Seagulls are stupid. A pair had laid an egg on top of a church steeple near where I live, and, sure enough in true saw-it-a-mile-off glory, as soon as the chick was able to waddle around, it fell off. Saw it waddling around on the grass last night, it’s mother trying to find a way to get it back up.
She – later joined by her partner and a couple of other gulls – soon came to try to see us off before we could formulate a plan to rescue the chick from potentially becoming a cat’s dinner. Ah well; we have an oversupply of seagulls anyway. Perhaps letting this one get munched (assuming any cat dares try to get past the big mommy gull!) makes up, in some strange and twisted cosmic karma, for the bastard gulls who shredded my bin bags back on the 24th June. Perhaps not.

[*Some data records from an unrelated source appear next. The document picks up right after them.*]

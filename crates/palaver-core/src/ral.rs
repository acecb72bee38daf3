//! RAL (Reasoning-Action-Loop) lifecycle models.
//!
//! A RAL is one execution of an agent responding to a conversation; several
//! may be concurrently active in the same conversation. Entries are ephemeral
//! and in-memory only, owned by the RAL registry in the application layer.

use std::collections::HashSet;

use serde::{Deserialize, Serialize};
use strum_macros::Display;

use crate::error::{PalaverError, Result};

/// Lifecycle state of a RAL, modelled as an explicit state machine rather
/// than implicit scheduler behavior.
///
/// Legal transitions:
///
/// ```text
/// Running -> Paused | Completed | Aborted
/// Paused  -> Resumed | Aborted
/// Resumed -> Paused | Completed | Aborted
/// ```
#[derive(Debug, Clone, Copy, PartialEq, Eq, Serialize, Deserialize, Display)]
#[serde(rename_all = "lowercase")]
#[strum(serialize_all = "lowercase")]
pub enum RalState {
    /// Actively executing
    Running,
    /// Suspended while a newer RAL in the same conversation negotiates
    Paused,
    /// Resumed after a pause; behaves like Running
    Resumed,
    /// Finished successfully
    Completed,
    /// Aborted by a coordinating RAL or by its owner
    Aborted,
}

impl RalState {
    /// Returns true when a transition to `next` is legal.
    pub fn can_transition_to(self, next: RalState) -> bool {
        use RalState::*;
        matches!(
            (self, next),
            (Running, Paused)
                | (Running, Completed)
                | (Running, Aborted)
                | (Paused, Resumed)
                | (Paused, Aborted)
                | (Resumed, Paused)
                | (Resumed, Completed)
                | (Resumed, Aborted)
        )
    }

    /// Running or Resumed.
    pub fn is_executing(self) -> bool {
        matches!(self, Self::Running | Self::Resumed)
    }

    /// Completed or Aborted.
    pub fn is_terminal(self) -> bool {
        matches!(self, Self::Completed | Self::Aborted)
    }
}

/// A child delegation a RAL is currently waiting on.
#[derive(Debug, Clone, PartialEq, Eq, Serialize, Deserialize)]
pub struct PendingDelegation {
    /// ID of the delegated child conversation
    pub child_conversation_id: String,
    /// Public key of the agent running the child
    pub recipient_pubkey: String,
    /// Whether the delegation exposes a cancellation path
    pub cancellable: bool,
}

/// One concurrently-executing agent turn, tracked by the RAL registry.
#[derive(Debug, Clone, PartialEq, Serialize, Deserialize)]
pub struct RalEntry {
    /// Unique, monotonically increasing number scoped to the process
    pub ral_number: u64,
    /// Conversation this turn executes in
    pub conversation_id: String,
    /// Project the conversation belongs to
    pub project_id: String,
    /// Public key of the executing agent
    pub agent_pubkey: String,
    /// Whether the turn is currently streaming output
    pub is_streaming: bool,
    /// Tool currently being invoked, if any
    pub current_tool: Option<String>,
    /// All tools with an invocation in flight
    pub active_tools: HashSet<String>,
    /// Child delegations this turn is waiting on
    pub pending_delegations: Vec<PendingDelegation>,
    /// Messages queued for delivery when this turn next resumes
    pub queued_injections: Vec<String>,
    /// Lifecycle state
    pub state: RalState,
    /// When the turn started (epoch seconds)
    pub created_at: i64,
    /// Last time the turn streamed, called a tool, or was coordinated with
    /// (epoch seconds). Callers treat old values as stale; there is no
    /// background reaper.
    pub last_activity_at: i64,
    /// Per-process activity ordinal, bumped by the registry on every
    /// activity update. Orders entries whose second-resolution timestamps
    /// tie.
    #[serde(default)]
    pub activity_seq: u64,
}

impl RalEntry {
    /// Creates a running entry.
    pub fn new(
        ral_number: u64,
        conversation_id: impl Into<String>,
        project_id: impl Into<String>,
        agent_pubkey: impl Into<String>,
        now: i64,
    ) -> Self {
        Self {
            ral_number,
            conversation_id: conversation_id.into(),
            project_id: project_id.into(),
            agent_pubkey: agent_pubkey.into(),
            is_streaming: false,
            current_tool: None,
            active_tools: HashSet::new(),
            pending_delegations: Vec::new(),
            queued_injections: Vec::new(),
            state: RalState::Running,
            created_at: now,
            last_activity_at: now,
            activity_seq: 0,
        }
    }

    /// Refreshes the activity timestamp.
    pub fn touch(&mut self, now: i64) {
        self.last_activity_at = now;
    }

    /// Whether callers should treat this entry as possibly dead.
    pub fn is_stale(&self, now: i64, threshold_secs: i64) -> bool {
        now - self.last_activity_at > threshold_secs
    }

    /// Moves the entry to `next`.
    ///
    /// # Errors
    ///
    /// Returns `InvalidTransition` for illegal state-machine moves.
    pub fn transition(&mut self, next: RalState, now: i64) -> Result<()> {
        if !self.state.can_transition_to(next) {
            return Err(PalaverError::invalid_transition(
                self.state.to_string(),
                next.to_string(),
            ));
        }
        self.state = next;
        self.touch(now);
        Ok(())
    }

    /// Returns the reason this entry cannot be aborted, or `None` when an
    /// abort is permitted.
    ///
    /// A RAL mid-delegation without a cancellation path is non-abortable;
    /// the reason string must be surfaced to the coordinating RAL.
    pub fn abort_block_reason(&self) -> Option<String> {
        self.pending_delegations
            .iter()
            .find(|d| !d.cancellable)
            .map(|d| {
                format!(
                    "Delegation to '{}' (conversation {}) has no cancellation path",
                    d.recipient_pubkey, d.child_conversation_id
                )
            })
    }
}

#[cfg(test)]
mod tests {
    use super::*;

    fn entry() -> RalEntry {
        RalEntry::new(1, "c".repeat(64), "project-a", "pk1", 100)
    }

    #[test]
    fn test_legal_lifecycle() {
        let mut e = entry();
        e.transition(RalState::Paused, 101).unwrap();
        e.transition(RalState::Resumed, 102).unwrap();
        e.transition(RalState::Completed, 103).unwrap();
        assert!(e.state.is_terminal());
        assert_eq!(e.last_activity_at, 103);
    }

    #[test]
    fn test_illegal_transitions_rejected() {
        let mut e = entry();
        // Running -> Resumed is not legal
        assert!(e.transition(RalState::Resumed, 101).is_err());
        e.transition(RalState::Completed, 102).unwrap();
        // Terminal states accept nothing
        assert!(e.transition(RalState::Running, 103).is_err());
        assert!(e.transition(RalState::Paused, 103).is_err());
    }

    #[test]
    fn test_paused_cannot_complete_without_resume() {
        let mut e = entry();
        e.transition(RalState::Paused, 101).unwrap();
        assert!(e.transition(RalState::Completed, 102).is_err());
    }

    #[test]
    fn test_abort_block_reason() {
        let mut e = entry();
        assert_eq!(e.abort_block_reason(), None);

        e.pending_delegations.push(PendingDelegation {
            child_conversation_id: "d".repeat(64),
            recipient_pubkey: "child_pk".to_string(),
            cancellable: false,
        });
        let reason = e.abort_block_reason().unwrap();
        assert!(reason.contains("child_pk"));
        assert!(reason.contains("no cancellation path"));
    }

    #[test]
    fn test_staleness_check() {
        let e = entry();
        assert!(!e.is_stale(100 + 60, 120));
        assert!(e.is_stale(100 + 121, 120));
    }
}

Woken at 7am this morning by an irate Welsh fishmonger repeatedly ringing my doorbell. Apparently a swarm of ravenous seagulls invaded the street two hours prior and shredded my bin bags, scattering my litter across the street, and this was obviously entirely my fault because I shouldn’t have put my bin bags out the night before. I explained that I put them out the night before because I had no intention of being up this early, but I don’t think he saw the irony.
Went out with bin bags and cleared up, while he glared from across the street and complained about the laziness of the youth of today.
I passed at least half a dozen other pillaged rubbish piles on my way to get a lift to work. It’s no wonder the gulls around here are so big, what with the heavy diet of human trash they consume.